In this subtle, very tender last session, Gabrielle plays a final separation game with Winnicott which he of course facilitates as her more knowledgeable person therapist (Vygotsky, 1978). But the game is not enough for Gabrielle. She must also use the toys this one last time to review and internally summarize the distance she’s travelled from being little Piggle to big Gabrielle in a demonstration of her more complex mental processes in her Intuitive Thought Substage (Piaget, 1926). Yet the toys are still not enough to express what she’s feeling and Gabrielle hints at this by unconsciously moving closer to Winnicott and touching him. Then in a last exquisite display of empathic attunement, Winnicott validates what she’s feeling. You want to tell me that you love me, he tells her in a final, loving gesture, the last of the many gestures that helped Gabrielle heal from the earlier, stressful misattunements of her bewildered, anxious mother (Bowlby, 1999).

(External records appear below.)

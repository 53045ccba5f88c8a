//! Version reporting and update checks

use crate::errors::{AppError, AppResult};
use async_trait::async_trait;
use serde::{Deserialize, Serialize};
use std::fmt;
use std::str::FromStr;
use std::time::Duration;
use url::Url;

pub const VERSION: &str = env!("CARGO_PKG_VERSION");

/// `major.minor.patch`; pre-release and build suffixes are ignored
#[derive(Debug, Clone, Copy, PartialEq, Eq, PartialOrd, Ord, Hash, Serialize)]
pub struct SemVer {
    pub major: u64,
    pub minor: u64,
    pub patch: u64,
}

impl SemVer {
    pub fn current() -> AppResult<Self> {
        VERSION.parse()
    }
}

impl FromStr for SemVer {
    type Err = AppError;

    fn from_str(s: &str) -> Result<Self, Self::Err> {
        let trimmed = s.trim();
        let core = trimmed
            .strip_prefix(['v', 'V'])
            .unwrap_or(trimmed)
            .split(['-', '+'])
            .next()
            .unwrap_or_default();

        let invalid = || AppError::invalid_argument("version", format!("'{}' is not a version", s));
        let mut parts = core.split('.');
        let mut next = |required: bool| -> AppResult<u64> {
            match parts.next() {
                Some(p) => p.parse().map_err(|_| invalid()),
                None if required => Err(invalid()),
                None => Ok(0),
            }
        };

        let version = Self {
            major: next(true)?,
            minor: next(false)?,
            patch: next(false)?,
        };
        if parts.next().is_some() {
            return Err(invalid());
        }
        Ok(version)
    }
}

impl fmt::Display for SemVer {
    fn fmt(&self, f: &mut fmt::Formatter<'_>) -> fmt::Result {
        write!(f, "{}.{}.{}", self.major, self.minor, self.patch)
    }
}

#[derive(Debug, Clone, PartialEq, Eq, Serialize, Deserialize)]
pub struct Release {
    pub version: String,
    #[serde(default, skip_serializing_if = "Option::is_none")]
    pub url: Option<String>,
}

/// Where the latest release is looked up
#[async_trait]
pub trait ReleaseSource: Send + Sync {
    async fn latest(&self) -> AppResult<Release>;
}

/// JSON endpoint with a `tag_name` or `version` field
pub struct HttpReleaseSource {
    client: reqwest::Client,
    url: Url,
}

impl HttpReleaseSource {
    pub fn new(url: &str, timeout: Duration) -> AppResult<Self> {
        let url = Url::parse(url)?;
        if !matches!(url.scheme(), "http" | "https") {
            return Err(AppError::config(format!(
                "update URL must be http or https, got {}",
                url.scheme()
            )));
        }
        let client = reqwest::Client::builder()
            .timeout(timeout)
            .user_agent(concat!("genforge/", env!("CARGO_PKG_VERSION")))
            .build()?;
        Ok(Self { client, url })
    }
}

/// Pull the release out of a GitHub-style or plain JSON document
pub fn parse_release(body: &serde_json::Value) -> Option<Release> {
    let version = body
        .get("tag_name")
        .or_else(|| body.get("version"))
        .and_then(|v| v.as_str())?;
    let url = body
        .get("html_url")
        .or_else(|| body.get("url"))
        .and_then(|v| v.as_str())
        .map(str::to_string);
    Some(Release {
        version: version.to_string(),
        url,
    })
}

#[async_trait]
impl ReleaseSource for HttpReleaseSource {
    async fn latest(&self) -> AppResult<Release> {
        tracing::debug!(url = %self.url, "checking for updates");
        let response = self.client.get(self.url.clone()).send().await?;
        if !response.status().is_success() {
            return Err(AppError::network(
                self.url.as_str(),
                format!("server returned {}", response.status()),
            ));
        }
        let body: serde_json::Value = response.json().await?;
        parse_release(&body).ok_or_else(|| {
            AppError::network(self.url.as_str(), "response has no tag_name or version field")
        })
    }
}

#[derive(Debug, Clone, PartialEq, Eq, Serialize)]
pub struct UpdateCheck {
    pub current: String,
    pub latest: String,
    pub update_available: bool,
    #[serde(skip_serializing_if = "Option::is_none")]
    pub url: Option<String>,
}

pub async fn check_for_update(source: &dyn ReleaseSource) -> AppResult<UpdateCheck> {
    let current = SemVer::current()?;
    let release = source.latest().await?;
    let latest: SemVer = release.version.parse()?;
    Ok(UpdateCheck {
        current: current.to_string(),
        latest: latest.to_string(),
        update_available: latest > current,
        url: release.url,
    })
}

In a final, insightful letter from her very articulate mother, we get a postscript on Gabrielle as well as a keener sense of the deeper emotional currents in her last two parting rituals with Winnicott:
“Gabrielle is unselfconscious – a spontaneous girl, very much part of a group of contemporaries at school. She seems to have regained the poise that she had lost before she started treatment. Around the age of eight she had some learning difficulties (was bored at school and did not learn to read easily), but she is now very competent at her work, and always able to find something interesting in it. She is domestic rather than tomboyish in her inclinations. To be a teacher of biology seems at the moment to be what she wants to do. It is her certainty of values, her inner independence of judgment, and also perhaps a way of being in touch with people on many wave-lengths, that make one wonder whether the leaven of some satisfying experience of being understood on a deep level may not be…still a work…The sad news of Dr. Winnicott’s death was brought by a casual visitor, and her immediate reactions were shrouded in the social situation. Dr. Winnicott had prepared her for the eventuality of his death in a most sensitive way, and she has since mentioned this session once or twice as if somehow [fitting it] into place.
Dr. Winnicott used to take notes during the sessions, and Gabrielle thinks that he was writing his autobiography and that she somehow came to be involved in a small corner of it: ‘He used to write and I used to play.’” (Winnicott, 1987, p. 200-201).
And lastly, a simple note of appreciation from me on the work of Vygotsky and Winnicott who, along with Piaget, were both born in 1896. Vygotsky’s Zone of Proximal Development is the conceptual equivalent of Winnicott’s Potential Space or Creation Space. For each of these empathic, interpersonally gifted men, the zone of proximal development or creation space is a cultural substrate in which play permits, not just children, but teenagers, young adults and older adults to move, grow, heal and realize their hidden potentials (Da Silva, Nilce, 249).
What a challenge for marriage and family and couples therapists today to engage adult couples struggling with trust and emotional intimacy in creative and potentially healing play. But this is a subject for another paper.